### Task prompt
From the entries that follow, copy every line with the word "clamp".

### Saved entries
┄┄┄┄┄┄┄┄┄┄

impl StateManager {
    pub fn new(state_file: PathBuf, ratings_file: &Path, stations: Vec<Station>) -> Self {
        let persistent = Self::load_persistent(&state_file);
        let stations = with_quick_mix(stations);
        let current_station = persistent
            .last_station_id
            .filter(|id| stations.iter().any(|s| &s.id == id));

        let state = PlayerState {
            rev: 1,
            stations,
            current_station,
            volume: persistent.volume.clamp(0.0, 1.0),
            ..PlayerState::default()
        };

        Self {
            state: Arc::new(RwLock::new(state)),
            state_file,
            ratings: Mutex::new(RatingsStore::load(ratings_file)),
            song_counter: AtomicU64::new(0),
        }
    }

    pub async fn get_state(&self) -> PlayerState {
        self.state.read().await.clone()
    }

    pub async fn stations(&self) -> Vec<Station> {
        self.state.read().await.stations.clone()
    }

    pub async fn station(&self, id: &str) -> Option<Station> {
        self.state.read().await.station(id).cloned()
    }

    pub async fn current_song(&self) -> Option<Song> {
        self.state.read().await.current_song.clone()
    }

    /// `selected` is what the user picked (possibly QuickMix), `playing` the
    /// station actually streamed.
    pub async fn set_station_playing(&self, selected: &str, playing: &str) -> anyhow::Result<()> {
        {
            let mut state = self.state.write().await;
            state.current_station = Some(selected.to_string());
            state.playing_station = Some(playing.to_string());
            state.playback_status = PlaybackStatus::Connecting;
            state.current_song = None; // stale song from previous station
            state.time_pos_secs = None;
            state.rev += 1;
        }
        self.save().await
    }

    pub async fn set_stopped(&self) -> anyhow::Result<()> {
        {
            let mut state = self.state.write().await;
            state.playback_status = PlaybackStatus::Idle;
            state.playing_station = None;
            state.current_song = None;
            state.time_pos_secs = None;
            state.rev += 1;
        }
        self.save().await
    }

    pub async fn set_playback_status(&self, status: PlaybackStatus) {
        let mut state = self.state.write().await;
        state.playback_status = status;
        state.rev += 1;
    }

    pub async fn set_mpv_health(&self, health: MpvHealth) {
        let mut state = self.state.write().await;
        state.mpv_health = health;
        state.rev += 1;
    }

    pub async fn set_volume(&self, volume: f64) -> anyhow::Result<()> {
        {
            let mut state = self.state.write().await;
            state.volume = volume.clamp(0.0, 1.0);
            state.rev += 1;
        }
        self.save().await
    }

    pub async fn set_position(&self, time_pos_secs: Option<f64>) {
        let mut state = self.state.write().await;
        state.time_pos_secs = time_pos_secs;
        state.rev += 1;
    }

    /// Start a new song from an ICY title.  Returns `None` when the title is
    /// empty or the same song is still playing.
    pub async fn begin_song(&self, icy: &str) -> Option<Song> {
        let mut state = self.state.write().await;
        let station = state.playing_station().cloned()?;
        if let Some(current) = &state.current_song {
            if current.display() == icy.trim() {
                return None;
            }
        }
        let index = self.song_counter.fetch_add(1, Ordering::Relaxed) + 1;
        let mut song = song_from_icy(icy, index, &station.id, &station.url)?;
        song.detail_url = Some(station.url.clone());
        self.lock_ratings().apply(&mut song);

        state.history.push(song.clone());
        if state.history.len() > HISTORY_LEN {
            let excess = state.history.len() - HISTORY_LEN;
            state.history.drain(..excess);
        }
        state.current_song = Some(song.clone());
        state.time_pos_secs = Some(0.0);
        state.rev += 1;
        Some(song)
    }

    /// Set the art URL of the song with `index`.  Returns the updated song.
    pub async fn set_song_art(&self, index: u64, url: &str) -> Option<Song> {
        let mut state = self.state.write().await;
        let mut updated = None;
        for song in state.history.iter_mut().filter(|s| s.index == index) {
            song.art_url = Some(url.to_string());
            updated = Some(song.clone());
        }
        if let Some(current) = state.current_song.as_mut().filter(|s| s.index == index) {
            current.art_url = Some(url.to_string());
        }
        if updated.is_some() {
            state.rev += 1;
        }
        updated
    }

    /// Rate the current song; `None` clears the rating.  Returns the song.
    pub async fn rate_current(&self, rating: Option<Rating>) -> anyhow::Result<Option<Song>> {
        self.update_current(|song| {
            song.rating = rating;
            if rating.is_none() {
                song.tired = false;
            }
        })
        .await
    }

    pub async fn set_tired(&self) -> anyhow::Result<Option<Song>> {
        self.update_current(|song| song.tired = true).await
    }

    async fn update_current(&self, f: impl FnOnce(&mut Song)) -> anyhow::Result<Option<Song>> {
        let song = {
            let mut state = self.state.write().await;
            let Some(current) = state.current_song.as_mut() else {
                return Ok(None);
            };
            f(current);
            let song = current.clone();
            if let Some(entry) = state.history.iter_mut().find(|s| s.index == song.index) {
                *entry = song.clone();
            }
            state.rev += 1;
            song
        };
        self.lock_ratings().record(&song)?;
        Ok(Some(song))
    }

    /// Append a station.  Returns false when one with the same URL exists.
    pub async fn add_station(&self, station: Station) -> bool {
        let mut state = self.state.write().await;
        if state.stations.iter().any(|s| s.url == station.url && !s.url.is_empty()) {
            return false;
        }
        state.stations.push(station);
        state.rev += 1;
        true
    }

    /// Random QuickMix member, avoiding `exclude` when there is a choice.
    pub async fn pick_quick_mix(&self, exclude: Option<&str>) -> Option<Station> {
        let state = self.state.read().await;
        let members: Vec<&Station> = state
            .stations
            .iter()
            .filter(|s| s.use_quick_mix && !s.is_quick_mix)
            .collect();
        let preferred: Vec<&Station> = members
            .iter()
            .copied()
            .filter(|s| Some(s.id.as_str()) != exclude)
            .collect();
        let pool = if preferred.is_empty() { &members } else { &preferred };
        pool.choose(&mut rand::thread_rng()).map(|s| (*s).clone())
    }

    /// Station `Next` should tune to: QuickMix stays on QuickMix (the caller
    /// re-rolls), otherwise the following regular station, wrapping around.
    pub async fn next_station_id(&self, current: Option<&str>) -> Option<String> {
        let state = self.state.read().await;
        if current == Some(QUICKMIX_ID) {
            return Some(QUICKMIX_ID.to_string());
        }
        let regular: Vec<&Station> = state.stations.iter().filter(|s| !s.is_quick_mix).collect();
        let next = match current.and_then(|id| regular.iter().position(|s| s.id == id)) {
            Some(pos) => regular.get((pos + 1) % regular.len()),
            None => regular.first(),
        };
        next.map(|s| s.id.clone())
    }

    fn lock_ratings(&self) -> std::sync::MutexGuard<'_, RatingsStore> {
        self.ratings.lock().unwrap_or_else(|p| p.into_inner())
    }

    async fn save(&self) -> anyhow::Result<()> {
        let state = self.state.read().await;
        let persistent = PersistentState {
            last_station_id: state.current_station.clone(),
            volume: state.volume,
        };

        if let Some(parent) = self.state_file.parent() {
            tokio::fs::create_dir_all(parent).await?;
        }

        let json = serde_json::to_string_pretty(&persistent)?;
        tokio::fs::write(&self.state_file, json).await?;
        Ok(())
    }

    fn load_persistent(state_file: &Path) -> PersistentState {
        std::fs::read_to_string(state_file)
            .ok()
            .and_then(|content| serde_json::from_str(&content).ok())
            .unwrap_or_default()
    }
}

/// Ensure exactly one QuickMix station, in first position.
pub fn with_quick_mix(stations: Vec<Station>) -> Vec<Station> {
    let mut out = vec![Station::quick_mix()];
    out.extend(
        stations
            .into_iter()
            .filter(|s| !s.is_quick_mix && s.id != QUICKMIX_ID),
    );
    out
}

// ── TOML station files ────────────────────────────────────────────────────────

/// Mirrors the `[[station]]` table; kept apart from `Station` so the file
/// format can omit ids.
#[derive(Debug, Serialize, Deserialize)]
struct TomlStationFile {
    #[serde(default)]
    station: Vec<TomlStation>,
}

#[derive(Debug, Serialize, Deserialize)]
struct TomlStation {
    #[serde(default, skip_serializing_if = "String::is_empty")]
    id: String,
    name: String,
    url: String,
    #[serde(default, skip_serializing_if = "String::is_empty")]
    description: String,
    #[serde(default, skip_serializing_if = "Vec::is_empty")]
    tags: Vec<String>,
    #[serde(default, skip_serializing_if = "String::is_empty")]
    country: String,
    #[serde(default = "default_true")]
    quickmix: bool,
    #[serde(default)]
    requires_auth: bool,
}

fn default_true() -> bool {
    true
}

pub fn load_stations_from_toml(path: &Path) -> anyhow::Result<Vec<Station>> {
    let content = std::fs::read_to_string(path)?;
    parse_stations_from_toml_str(&content)
}

pub fn parse_stations_from_toml_str(content: &str) -> anyhow::Result<Vec<Station>> {
    let file: TomlStationFile = toml::from_str(content)?;
    let stations = file
        .station
        .into_iter()
        .map(|s| Station {
            id: if s.id.is_empty() {
                station_id(&s.name, &s.url)
            } else {
                s.id
            },
            name: s.name,
            url: s.url,
            description: s.description,
            tags: s.tags,
            country: s.country,
            is_quick_mix: false,
            use_quick_mix: s.quickmix,
            requires_auth: s.requires_auth,
        })
        .collect();
    Ok(stations)
}

/// Write all non-QuickMix stations back to `path`.
pub fn save_stations_to_toml(path: &Path, stations: &[Station]) -> anyhow::Result<()> {
    let file = TomlStationFile {
        station: stations
            .iter()
            .filter(|s| !s.is_quick_mix)
            .map(|s| TomlStation {
                id: s.id.clone(),
                name: s.name.clone(),
                url: s.url.clone(),
                description: s.description.clone(),
                tags: s.tags.clone(),
                country: s.country.clone(),
                quickmix: s.use_quick_mix,
                requires_auth: s.requires_auth,
            })
            .collect(),
    };
    if let Some(parent) = path.parent() {
        std::fs::create_dir_all(parent)?;
    }
    std::fs::write(path, toml::to_string_pretty(&file)?)?;
    Ok(())
}

/// Seed list written on first run.
pub fn default_stations() -> Vec<Station> {
    [
        ("SomaFM Groove Salad", "https://ice1.somafm.com/groovesalad-128-mp3", "ambient"),
        ("SomaFM Drone Zone", "https://ice1.somafm.com/dronezone-128-mp3", "ambient"),
        ("SomaFM Secret Agent", "https://ice1.somafm.com/secretagent-128-mp3", "lounge"),
        ("SomaFM Left Coast 70s", "https://ice1.somafm.com/seventies-128-mp3", "70s"),
        ("SomaFM Indie Pop Rocks!", "https://ice1.somafm.com/indiepop-128-mp3", "indie"),
    ]
    .into_iter()
    .map(|(name, url, tag)| Station {
        tags: vec![tag.to_string()],
        country: "US".to_string(),
        use_quick_mix: true,
        ..Station::new(name, url)
    })
    .collect()
}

┄┄┄┄┄┄┄┄┄┄

### Result
            volume: persistent.volume.clamp(0.0, 1.0),
            state.volume = volume.clamp(0.0, 1.0);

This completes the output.